The statistics surrounding kids and social media are astounding.
Only half the parents of kids aged 5 to 15 use some type of parental controls. One in three children are cyberbullied online. Fifty-seven percent of all teens agree that using social media often distracts them when they should be doing homework. And the horror stories that get shared at Mom’s Nights Out are just flat-out terrifying.
While we can draw upon our own experiences for evergreen parenting issues like curfews, homework and sex education, there’s no blueprint for teens and social media. This is uncharted parental territory. Our kids are digital natives and, in many cases, the natives are running wild.
As much as we think we are aware and on top of things, most parents are at least a half digital step behind their children. This includes me. In my household, we require all phones belonging to our 17-year-old twins and 12-year-old son to be plugged in at the kitchen charging station at 9 p.m. Over early morning coffee each day, my husband and I review the previous day’s search history, texts (including the mysterious missing conversation threads), and camera history. My husband went so far as to put the older boys’ Instagram accounts on his phone to monitor notifications.
But it wasn’t until my 12-year-old revealed he was sending inappropriate content to one of his brother’s girlfriend via Tik Tok’s direct messaging that I knew we had a problem. Because no matter how much we tried to control it, we were always a step behind.
I have since shifted my approach. Rather than regulating the world of social media, I realized that I needed to teach my sons how to navigate this new world order. Even if your child doesn’t own a device or have a social media account, he or she is probably looking over someone’s shoulder at a YouTube video on the bus ride home or glancing at a meme on a group chat being passed around the cafeteria.
RELATED: Has social media become a socially acceptable addiction?

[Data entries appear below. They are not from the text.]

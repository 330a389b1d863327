//! Favorite endpoints (JSON, signed-in users)

use axum::{
    Json, Router,
    extract::{Path, State},
    http::StatusCode,
    routing::{delete, post},
};

use super::parse_kind;
use crate::AppState;
use crate::auth::CurrentUser;
use crate::error::AppError;
use crate::service::FavoriteChange;

pub fn favorites_router() -> Router<AppState> {
    Router::new()
        .route(
            "/posts/:kind/:id/favorite",
            post(add_favorite).delete(remove_favorite),
        )
        .route("/favorites/:favorite_id", delete(remove_favorite_by_id))
}

async fn add_favorite(
    State(state): State<AppState>,
    CurrentUser(session): CurrentUser,
    Path((kind, id)): Path<(String, String)>,
) -> Result<Json<FavoriteChange>, AppError> {
    let change = state
        .favorites
        .add(&session.user_id, parse_kind(&kind)?, &id)
        .await?;
    Ok(Json(change))
}

async fn remove_favorite(
    State(state): State<AppState>,
    CurrentUser(session): CurrentUser,
    Path((kind, id)): Path<(String, String)>,
) -> Result<Json<FavoriteChange>, AppError> {
    let change = state
        .favorites
        .remove(&session.user_id, parse_kind(&kind)?, &id)
        .await?;
    Ok(Json(change))
}

async fn remove_favorite_by_id(
    State(state): State<AppState>,
    CurrentUser(session): CurrentUser,
    Path(favorite_id): Path<String>,
) -> Result<StatusCode, AppError> {
    state
        .favorites
        .remove_by_id(&session.user_id, &favorite_id)
        .await?;
    Ok(StatusCode::NO_CONTENT)
}
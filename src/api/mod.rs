//! API layer
//!
//! HTTP handlers for:
//! - Browse, post, favorites and profile pages (HTML)
//! - Browse session events (HTML fragments)
//! - Favorites, publishing and editing (JSON)
//! - Popular tags and recent activity (JSON)
//! - Metrics (Prometheus)

mod activity;
mod browse;
mod favorites;
pub mod metrics;
mod pages;
mod posts;

use axum::http::{HeaderMap, header};
use axum::response::Response;

pub use activity::activity_router;
pub use browse::browse_router;
pub use favorites::favorites_router;
pub use metrics::{metrics_router, track_requests};
pub use pages::pages_router;
pub use posts::posts_router;

use crate::data::PostKind;
use crate::error::AppError;
use crate::metrics::ERRORS_TOTAL;
use crate::render::{DateLocale, Viewer, error_page};

/// Post kind from a path segment; unknown kinds are not found
fn parse_kind(raw: &str) -> Result<PostKind, AppError> {
    raw.parse().map_err(|_| AppError::NotFound)
}

/// Date locale preferred by the browser
fn locale(headers: &HeaderMap) -> DateLocale {
    DateLocale::from_accept_language(
        headers
            .get(header::ACCEPT_LANGUAGE)
            .and_then(|value| value.to_str().ok()),
    )
}

/// Render an error as a full page for browser routes
fn page_error(viewer: Viewer, error: AppError, endpoint: &str) -> Response {
    let (status, kind) = error.status_and_kind();
    if status.is_server_error() {
        tracing::error!(error = %error, kind, endpoint, "Page request failed");
    } else {
        tracing::debug!(error = %error, kind, endpoint, "Page request rejected");
    }
    ERRORS_TOTAL.with_label_values(&[kind, endpoint]).inc();

    let message = match error {
        AppError::Unauthorized => "Please sign in to continue.".to_string(),
        other => other.user_message(),
    };
    error_page(viewer, status, &message)
}

#[cfg(test)]
mod tests {
    use super::*;
    use axum::http::StatusCode;

    #[test]
    fn unknown_kind_is_not_found() {
        assert_eq!(parse_kind("collab").unwrap(), PostKind::Collab);
        assert!(matches!(parse_kind("status"), Err(AppError::NotFound)));
    }

    #[test]
    fn locale_follows_accept_language() {
        let mut headers = HeaderMap::new();
        assert_eq!(locale(&headers), DateLocale::Iso);
        headers.insert(header::ACCEPT_LANGUAGE, "de-DE,de;q=0.9".parse().unwrap());
        assert_eq!(locale(&headers), DateLocale::German);
    }

    #[test]
    fn page_errors_keep_their_status() {
        let response = page_error(Viewer::default(), AppError::NotFound, "test");
        assert_eq!(response.status(), StatusCode::NOT_FOUND);
    }
}
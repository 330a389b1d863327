//! E2E tests for the browse page and browse session events

mod common;

use common::{TestServer, archive_post};
use serde_json::json;

fn card_count(body: &str) -> usize {
    body.matches("class=\"post-card\"").count()
}

async fn seed_game_posts(server: &TestServer, count: u32) {
    server
        .seed_archive((1..=count).map(|n| archive_post(n, &format!("Game idea {n}"), "GPT-4", &["game"])))
        .await;
}

/// Session cookie issued by `GET /browse`
async fn open_session(server: &TestServer, query: &str) -> String {
    let response = server
        .client
        .get(server.url(&format!("/browse{query}")))
        .send()
        .await
        .unwrap();
    assert_eq!(response.status(), 200);
    let cookie = response
        .headers()
        .get_all("set-cookie")
        .iter()
        .filter_map(|value| value.to_str().ok())
        .find(|value| value.starts_with("browse_session="))
        .expect("browse session cookie is set")
        .split(';')
        .next()
        .unwrap()
        .to_string();
    cookie
}

#[tokio::test]
async fn test_root_redirects_to_browse() {
    let server = TestServer::new().await;

    let response = server.client.get(server.url("/")).send().await.unwrap();

    assert!(response.status().is_redirection());
    assert_eq!(response.headers()["location"], "/browse");
}

#[tokio::test]
async fn test_second_page_of_search_results() {
    let server = TestServer::new().await;
    seed_game_posts(&server, 25).await;

    let response = server
        .client
        .get(server.url("/browse?q=game&page=2"))
        .send()
        .await
        .unwrap();

    assert_eq!(response.status(), 200);
    let body = response.text().await.unwrap();
    assert_eq!(card_count(&body), 12);
    assert!(body.contains("Showing 13-24 of 25 archive posts"));
    // Newest first: page 2 starts at the 13th newest post
    assert!(body.contains("data-post-id=\"p013\""));
    assert!(!body.contains("data-post-id=\"p025\""));
    assert!(body.contains("aria-current=\"page\">2<"));
}

#[tokio::test]
async fn test_tags_are_alternatives() {
    let server = TestServer::new().await;
    server
        .seed_archive([
            archive_post(1, "Pathfinding", "Claude 3", &["game"]),
            archive_post(2, "Writing tests", "Gemini Pro", &["rust"]),
            archive_post(3, "Recipes", "GPT-4", &["cooking"]),
        ])
        .await;

    let body = server
        .client
        .get(server.url("/browse?tag=game&tag=rust"))
        .send()
        .await
        .unwrap()
        .text()
        .await
        .unwrap();

    assert_eq!(card_count(&body), 2);
    assert!(body.contains("Pathfinding"));
    assert!(body.contains("Writing tests"));
    assert!(!body.contains("data-post-id=\"p003\""));
}

#[tokio::test]
async fn test_inverted_date_range_is_empty() {
    let server = TestServer::new().await;
    seed_game_posts(&server, 3).await;

    let body = server
        .client
        .get(server.url("/browse?date_from=2024-02-01&date_to=2024-01-01"))
        .send()
        .await
        .unwrap()
        .text()
        .await
        .unwrap();

    assert_eq!(card_count(&body), 0);
    assert!(body.contains("No archive posts found"));
}

#[tokio::test]
async fn test_invalid_filters_render_error_page() {
    let server = TestServer::new().await;

    for query in ["views_min=abc", "views_min=10&views_max=5", "page=0"] {
        let response = server
            .client
            .get(server.url(&format!("/browse?{query}")))
            .send()
            .await
            .unwrap();
        assert_eq!(response.status(), 400, "query {query}");
    }
}

#[tokio::test]
async fn test_user_text_is_escaped() {
    let server = TestServer::new().await;
    server
        .seed_archive([archive_post(1, "<script>alert(1)</script>", "GPT-4", &["game"])])
        .await;

    let body = server
        .client
        .get(server.url("/browse"))
        .send()
        .await
        .unwrap()
        .text()
        .await
        .unwrap();

    assert!(!body.contains("<script>alert(1)</script>"));
    assert!(body.contains("&lt;script&gt;"));
}

#[tokio::test]
async fn test_session_events_filter_and_page() {
    let server = TestServer::new().await;
    seed_game_posts(&server, 25).await;
    let cookie = open_session(&server, "").await;

    let next = server
        .client
        .post(server.url("/browse/session/events"))
        .header("cookie", &cookie)
        .json(&json!({"event": "next_page"}))
        .send()
        .await
        .unwrap();
    assert_eq!(next.status(), 200);
    let body = next.text().await.unwrap();
    assert!(body.contains("Showing 13-24 of 25 archive posts"));

    // A filter change returns to page 1
    let filtered = server
        .client
        .post(server.url("/browse/session/events"))
        .header("cookie", &cookie)
        .json(&json!({"event": "set_filters", "views_min": "20"}))
        .send()
        .await
        .unwrap();
    assert_eq!(filtered.status(), 200);
    let body = filtered.text().await.unwrap();
    assert_eq!(card_count(&body), 6);
    assert!(body.contains("Showing 1-6 of 6 archive posts"));

    // Single page: nothing after it
    let past_end = server
        .client
        .post(server.url("/browse/session/events"))
        .header("cookie", &cookie)
        .json(&json!({"event": "next_page"}))
        .send()
        .await
        .unwrap();
    assert_eq!(past_end.status(), 204);
}

#[tokio::test]
async fn test_invalid_event_is_rejected_without_changing_session() {
    let server = TestServer::new().await;
    seed_game_posts(&server, 3).await;
    let cookie = open_session(&server, "").await;

    let rejected = server
        .client
        .post(server.url("/browse/session/events"))
        .header("cookie", &cookie)
        .json(&json!({"event": "go_to_page", "page": 0}))
        .send()
        .await
        .unwrap();
    assert_eq!(rejected.status(), 400);
    let error: serde_json::Value = rejected.json().await.unwrap();
    assert_eq!(error["error"], "Page must be at least 1");

    let refreshed = server
        .client
        .post(server.url("/browse/session/events"))
        .header("cookie", &cookie)
        .json(&json!({"event": "refresh"}))
        .send()
        .await
        .unwrap();
    assert_eq!(refreshed.status(), 200);
    assert_eq!(card_count(&refreshed.text().await.unwrap()), 3);
}

#[tokio::test]
async fn test_rapid_keystrokes_query_once() {
    let server = TestServer::new().await;
    seed_game_posts(&server, 3).await;
    let cookie = open_session(&server, "").await;

    let keystroke = |term: &'static str| {
        server
            .client
            .post(server.url("/browse/session/events"))
            .header("cookie", &cookie)
            .json(&json!({"event": "search_input", "term": term}))
            .send()
    };

    let first = keystroke("ga");
    let second = async {
        tokio::time::sleep(std::time::Duration::from_millis(10)).await;
        keystroke("game").await
    };
    let (first, second) = tokio::join!(first, second);

    assert_eq!(first.unwrap().status(), 204);
    let second = second.unwrap();
    assert_eq!(second.status(), 200);
    assert_eq!(card_count(&second.text().await.unwrap()), 3);
}

#[tokio::test]
async fn test_popular_tags_endpoint() {
    let server = TestServer::new().await;
    server
        .seed_archive([
            archive_post(1, "A", "GPT-4", &["game", "ai"]),
            archive_post(2, "B", "GPT-4", &["game"]),
        ])
        .await;

    let tags: serde_json::Value = server
        .client
        .get(server.url("/api/tags/popular"))
        .send()
        .await
        .unwrap()
        .json()
        .await
        .unwrap();

    assert_eq!(tags[0]["tag"], "game");
    assert_eq!(tags[0]["count"], 2);
    assert_eq!(tags[1]["tag"], "ai");
}

/// Card ids in page order
fn post_ids(body: &str) -> Vec<&str> {
    body.split("data-post-id=\"")
        .skip(1)
        .filter_map(|rest| rest.split('"').next())
        .collect()
}

async fn browse_ids(server: &TestServer, query: &str) -> Vec<String> {
    let response = server
        .client
        .get(server.url(&format!("/browse{query}")))
        .send()
        .await
        .unwrap();
    assert_eq!(response.status(), 200, "query {query}");
    let body = response.text().await.unwrap();
    post_ids(&body).into_iter().map(str::to_string).collect()
}

#[tokio::test]
async fn test_content_type_filter() {
    let server = TestServer::new().await;
    let mut embedded = archive_post(2, "Shared chat", "Claude 3", &["chat"]);
    embedded["content"] = json!(null);
    embedded["embed_url"] = json!("https://chat.example.com/share/2");
    server
        .seed_archive([archive_post(1, "Inline notes", "GPT-4", &["notes"]), embedded])
        .await;

    assert_eq!(browse_ids(&server, "?content_type=text").await, ["p001"]);
    assert_eq!(browse_ids(&server, "?content_type=embedded").await, ["p002"]);
    assert_eq!(browse_ids(&server, "?content_type=all").await, ["p002", "p001"]);
}

#[tokio::test]
async fn test_prompt_visibility_filter() {
    let server = TestServer::new().await;
    let mut private = archive_post(2, "Hidden prompt", "GPT-4", &["game"]);
    private["prompt_is_public"] = json!(false);
    server
        .seed_archive([archive_post(1, "Open prompt", "GPT-4", &["game"]), private])
        .await;

    assert_eq!(browse_ids(&server, "?prompt_visibility=public").await, ["p001"]);
    assert_eq!(browse_ids(&server, "?prompt_visibility=private").await, ["p002"]);
}

#[tokio::test]
async fn test_view_range_bounds_are_inclusive() {
    let server = TestServer::new().await;
    // views equal n
    seed_game_posts(&server, 12).await;

    let ids = browse_ids(&server, "?views_min=5&views_max=8").await;
    assert_eq!(ids, ["p008", "p007", "p006", "p005"]);
}

#[tokio::test]
async fn test_oldest_and_most_viewed_orders() {
    let server = TestServer::new().await;
    let mut popular = archive_post(1, "Old but popular", "GPT-4", &["game"]);
    popular["views"] = json!(500);
    server
        .seed_archive([
            popular,
            archive_post(2, "Middle", "GPT-4", &["game"]),
            archive_post(3, "Newest", "GPT-4", &["game"]),
        ])
        .await;

    assert_eq!(browse_ids(&server, "?sort=newest").await, ["p003", "p002", "p001"]);
    assert_eq!(browse_ids(&server, "?sort=oldest").await, ["p001", "p002", "p003"]);
    assert_eq!(
        browse_ids(&server, "?sort=most-viewed").await,
        ["p001", "p003", "p002"]
    );
}

#[tokio::test]
async fn test_repeated_query_returns_same_page() {
    let server = TestServer::new().await;
    let mut posts: Vec<_> = (1..=20)
        .map(|n| archive_post(n, &format!("Game idea {n}"), "GPT-4", &["game"]))
        .collect();
    // Ties on views must still page in a stable order
    for post in &mut posts {
        post["views"] = json!(7);
    }
    server.seed_archive(posts).await;

    let query = "?q=game&sort=most-viewed&page=2";
    let first = server
        .client
        .get(server.url(&format!("/browse{query}")))
        .send()
        .await
        .unwrap()
        .text()
        .await
        .unwrap();
    let second = server
        .client
        .get(server.url(&format!("/browse{query}")))
        .send()
        .await
        .unwrap()
        .text()
        .await
        .unwrap();

    assert_eq!(post_ids(&first).len(), 8);
    assert_eq!(post_ids(&first), post_ids(&second));
    assert!(first.contains("Showing 13-20 of 20 archive posts"));
    assert!(second.contains("Showing 13-20 of 20 archive posts"));
}

#[tokio::test]
async fn test_search_ignores_embedded_posts_without_text() {
    let server = TestServer::new().await;
    let token = server.token("writer");

    let response = server
        .client
        .post(server.url("/publish/archive"))
        .bearer_auth(&token)
        .json(&json!({
            "title": "Chess openings",
            "ai_model": "Claude 3",
            "prompt": "List openings",
            "embed_url": "https://chat.example.com/s/1",
            "tags": ["chess"]
        }))
        .send()
        .await
        .unwrap();
    assert_eq!(response.status(), 201);

    for term in ["embedded+link", "available"] {
        let body = server
            .client
            .get(server.url(&format!("/browse?q={term}")))
            .send()
            .await
            .unwrap()
            .text()
            .await
            .unwrap();
        assert!(post_ids(&body).is_empty(), "term {term}");
        assert!(body.contains("No archive posts found"));
    }
    assert_eq!(browse_ids(&server, "?q=chess").await.len(), 1);
}
//! Favorites service
//!
//! A favorite row stores a snapshot of the post so the favorites page
//! renders without joining back to the post tables. The post's
//! `favorite_count` moves with every add and remove. When that increment does
//! not commit, the count is reset from the favorite rows that exist.

use std::sync::Arc;

use serde::Serialize;
use serde_json::json;

use super::counters::{Counter, CounterService, CounterUpdate};
use super::posts::PostService;
use crate::data::{
    DataService, Expr, Favorite, Order, PostKind, RemoteError, Select, Table, Value,
};
use crate::error::AppError;
use crate::metrics::{FAVORITES_TOTAL, INVALID_ROWS_TOTAL};

/// Favorite state of a post after a change
#[derive(Debug, Clone, Copy, Serialize)]
pub struct FavoriteChange {
    pub favorited: bool,
    pub favorite_count: CounterUpdate,
}

pub struct FavoriteService {
    data: Arc<dyn DataService>,
    posts: Arc<PostService>,
    counters: Arc<CounterService>,
}

impl FavoriteService {
    pub fn new(
        data: Arc<dyn DataService>,
        posts: Arc<PostService>,
        counters: Arc<CounterService>,
    ) -> Self {
        Self {
            data,
            posts,
            counters,
        }
    }

    /// Add a post to the user's favorites
    ///
    /// # Errors
    /// `AlreadyFavorited` when the favorite exists; the count is untouched.
    pub async fn add(
        &self,
        user_id: &str,
        kind: PostKind,
        post_id: &str,
    ) -> Result<FavoriteChange, AppError> {
        let post = self.posts.get(kind, post_id).await?;

        let row = json!({
            "user_id": user_id,
            "post_id": post.id(),
            "post_type": kind.as_str(),
            "post_title": post.title(),
            "post_data": post.snapshot(),
        });
        match self.data.insert(Table::UserFavorites, row).await {
            Ok(_) => {}
            Err(RemoteError::UniqueViolation) => return Err(AppError::AlreadyFavorited),
            Err(error) => return Err(error.into()),
        }

        FAVORITES_TOTAL
            .with_label_values(&["add", kind.as_str()])
            .inc();
        let update = self
            .counters
            .apply(kind, post.id(), Counter::Favorites, 1, post.favorite_count())
            .await;
        let favorite_count = self.settle_count(kind, post.id(), update).await;
        tracing::info!(user_id, post_id, kind = kind.as_str(), "Favorite added");

        Ok(FavoriteChange {
            favorited: true,
            favorite_count,
        })
    }

    /// Remove the user's favorite of a post
    pub async fn remove(
        &self,
        user_id: &str,
        kind: PostKind,
        post_id: &str,
    ) -> Result<FavoriteChange, AppError> {
        let filter = Expr::And(vec![
            Expr::eq("user_id", Value::text(user_id)),
            Expr::eq("post_id", Value::text(post_id)),
            Expr::eq("post_type", Value::text(kind.as_str())),
        ]);
        let removed = self.data.delete(Table::UserFavorites, &filter).await?;
        if removed.is_empty() {
            return Err(AppError::NotFound);
        }
        let favorite_count = self.after_removal(kind, post_id).await;

        Ok(FavoriteChange {
            favorited: false,
            favorite_count,
        })
    }

    /// Remove a favorite by its own id; only its owner may
    pub async fn remove_by_id(&self, user_id: &str, favorite_id: &str) -> Result<(), AppError> {
        let filter = Expr::And(vec![
            Expr::eq("id", Value::text(favorite_id)),
            Expr::eq("user_id", Value::text(user_id)),
        ]);
        let removed = self.data.delete(Table::UserFavorites, &filter).await?;
        let Some(row) = removed.into_iter().next() else {
            return Err(AppError::NotFound);
        };

        match Favorite::from_row(row) {
            Ok(favorite) => {
                self.after_removal(favorite.post_kind, &favorite.post_id)
                    .await;
            }
            Err(error) => tracing::warn!(%error, "Removed favorite row failed validation"),
        }
        Ok(())
    }

    async fn after_removal(&self, kind: PostKind, post_id: &str) -> CounterUpdate {
        FAVORITES_TOTAL
            .with_label_values(&["remove", kind.as_str()])
            .inc();

        // The post may be gone; its counter then has nothing to follow.
        let displayed = match self.posts.get(kind, post_id).await {
            Ok(post) => post.favorite_count(),
            Err(_) => {
                return CounterUpdate {
                    value: 0,
                    committed: false,
                };
            }
        };
        let update = self
            .counters
            .apply(kind, post_id, Counter::Favorites, -1, displayed)
            .await;
        let update = self.settle_count(kind, post_id, update).await;
        tracing::info!(post_id, kind = kind.as_str(), "Favorite removed");
        update
    }

    async fn settle_count(
        &self,
        kind: PostKind,
        post_id: &str,
        update: CounterUpdate,
    ) -> CounterUpdate {
        if update.committed {
            return update;
        }
        match self.reconcile_count(kind, post_id).await {
            Ok(value) => {
                tracing::info!(post_id, kind = kind.as_str(), value, "Favorite count reconciled");
                CounterUpdate {
                    value,
                    committed: true,
                }
            }
            Err(error) => {
                tracing::error!(%error, post_id, kind = kind.as_str(), "Favorite count not reconciled");
                update
            }
        }
    }

    /// Reset `favorite_count` to the number of favorite rows for the post
    async fn reconcile_count(&self, kind: PostKind, post_id: &str) -> Result<i64, RemoteError> {
        let query = Select::from(Table::UserFavorites)
            .columns("id")
            .filter(Expr::And(vec![
                Expr::eq("post_id", Value::text(post_id)),
                Expr::eq("post_type", Value::text(kind.as_str())),
            ]))
            .window(0, 1)
            .count_exact();
        let total = self
            .data
            .select(&query)
            .await?
            .total
            .ok_or_else(|| RemoteError::Decode("favorites count missing".to_string()))?;
        let value = i64::try_from(total)
            .map_err(|_| RemoteError::Decode(format!("favorites count: {total}")))?;

        self.data
            .update(
                kind.table(),
                &Expr::eq("id", Value::text(post_id)),
                json!({ "favorite_count": value }),
            )
            .await?;
        Ok(value)
    }

    /// The user's favorites, newest first, optionally of one kind
    pub async fn list(
        &self,
        user_id: &str,
        kind: Option<PostKind>,
    ) -> Result<Vec<Favorite>, AppError> {
        let mut conditions = vec![Expr::eq("user_id", Value::text(user_id))];
        if let Some(kind) = kind {
            conditions.push(Expr::eq("post_type", Value::text(kind.as_str())));
        }
        let query = Select::from(Table::UserFavorites)
            .filter_opt(Expr::all(conditions))
            .order_by(Order::desc("created_at"));

        let rows = self.data.select(&query).await?;
        Ok(rows
            .rows
            .into_iter()
            .filter_map(|row| match Favorite::from_row(row) {
                Ok(favorite) => Some(favorite),
                Err(error) => {
                    INVALID_ROWS_TOTAL
                        .with_label_values(&[Table::UserFavorites.as_str()])
                        .inc();
                    tracing::warn!(%error, "Skipping invalid favorite");
                    None
                }
            })
            .collect())
    }

    pub async fn is_favorited(
        &self,
        user_id: &str,
        kind: PostKind,
        post_id: &str,
    ) -> Result<bool, AppError> {
        let query = Select::from(Table::UserFavorites)
            .columns("id")
            .filter(Expr::And(vec![
                Expr::eq("user_id", Value::text(user_id)),
                Expr::eq("post_id", Value::text(post_id)),
                Expr::eq("post_type", Value::text(kind.as_str())),
            ]))
            .window(0, 1);
        Ok(!self.data.select(&query).await?.rows.is_empty())
    }
}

I recently turned to a few experts to give me their perspectives on how to navigate the fast-changing social media world our children are living in.
Know the basics.
Make sure you have your child’s device password, social media account logins and passwords. This also includes their iTunes account info. If the iTunes account is in your name, you will see when any content or apps are downloaded. Fair warning: If you delete one of your child’s apps, it will re-download when the device is synced to a computer unless you enact specific parental controls preventing it. This is how Snapchat has made three rounds of appearances on my teenagers’ phones despite my banning it.
Set some ground rules.
Figure out what works for your family, and be prepared to reevaluate. In our house, for example, all apps require parental approval and all devices must be used in a public environment. That means no cell phones, iPads or laptops in bedrooms. But how do you know what’s right for your family?